> **TASK TO CARRY OUT**
Produce a perfect copy of the listing, matching each line.

> **DATA EXCERPTS**
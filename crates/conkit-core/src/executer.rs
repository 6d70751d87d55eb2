//! Command execution capability invoked when a line is submitted.

use log::debug;

/// Output sink handed to executers; backed by the console's line editor
pub trait ConsoleWriter {
    /// Append text at the cursor, wrapping at the widget edge
    fn write(&mut self, text: &str);

    /// Append text and move to the start of a fresh row
    fn write_line(&mut self, text: &str);
}

/// Outcome of running one command
#[derive(Debug, Clone, Copy, PartialEq, Eq)]
pub struct Execution {
    /// Status code of the command, 0 on success
    pub status: i32,
    /// `false` terminates the console
    pub keep_running: bool,
}

impl Execution {
    pub fn proceed(status: i32) -> Self {
        Self {
            status,
            keep_running: true,
        }
    }

    pub fn stop(status: i32) -> Self {
        Self {
            status,
            keep_running: false,
        }
    }
}

impl Default for Execution {
    fn default() -> Self {
        Self::proceed(0)
    }
}

/// Application command logic
pub trait Executer: Send {
    fn execute(&mut self, command: &str, out: &mut dyn ConsoleWriter) -> Execution;
}

impl<F> Executer for F
where
    F: FnMut(&str, &mut dyn ConsoleWriter) -> Execution + Send,
{
    fn execute(&mut self, command: &str, out: &mut dyn ConsoleWriter) -> Execution {
        self(command, out)
    }
}

/// Echoes every non-empty line back; `exit` stops the console
#[derive(Debug, Clone, Copy, Default)]
pub struct EchoExecuter;

impl Executer for EchoExecuter {
    fn execute(&mut self, command: &str, out: &mut dyn ConsoleWriter) -> Execution {
        if command == "exit" {
            debug!("EchoExecuter: exit requested");
            return Execution::stop(0);
        }
        if !command.is_empty() {
            out.write_line(command);
        }
        Execution::proceed(0)
    }
}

> **REPLY**
filename crates/conkit-core/src/executer.rs
repository 6d70751d87d55eb2
//! Command execution capability invoked when a line is submitted.

use log::debug;

/// Output sink handed to executers; backed by the console's line editor
pub trait ConsoleWriter {
    /// Append text at the cursor, wrapping at the widget edge
    fn write(&mut self, text: &str);

    /// Append text and move to the start of a fresh row
    fn write_line(&mut self, text: &str);
}

/// Outcome of running one command
#[derive(Debug, Clone, Copy, PartialEq, Eq)]
pub struct Execution {
    /// Status code of the command, 0 on success
    pub status: i32,
    /// `false` terminates the console
    pub keep_running: bool,
}

impl Execution {
    pub fn proceed(status: i32) -> Self {
        Self {
            status,
            keep_running: true,
        }
    }

    pub fn stop(status: i32) -> Self {
        Self {
            status,
            keep_running: false,
        }
    }
}

impl Default for Execution {
    fn default() -> Self {
        Self::proceed(0)
    }
}

/// Application command logic
pub trait Executer: Send {
    fn execute(&mut self, command: &str, out: &mut dyn ConsoleWriter) -> Execution;
}

impl<F> Executer for F
where
    F: FnMut(&str, &mut dyn ConsoleWriter) -> Execution + Send,
{
    fn execute(&mut self, command: &str, out: &mut dyn ConsoleWriter) -> Execution {
        self(command, out)
    }
}

/// Echoes every non-empty line back; `exit` stops the console
#[derive(Debug, Clone, Copy, Default)]
pub struct EchoExecuter;

impl Executer for EchoExecuter {
    fn execute(&mut self, command: &str, out: &mut dyn ConsoleWriter) -> Execution {
        if command == "exit" {
            debug!("EchoExecuter: exit requested");
            return Execution::stop(0);
        }
        if !command.is_empty() {
            out.write_line(command);
        }
        Execution::proceed(0)
    }
}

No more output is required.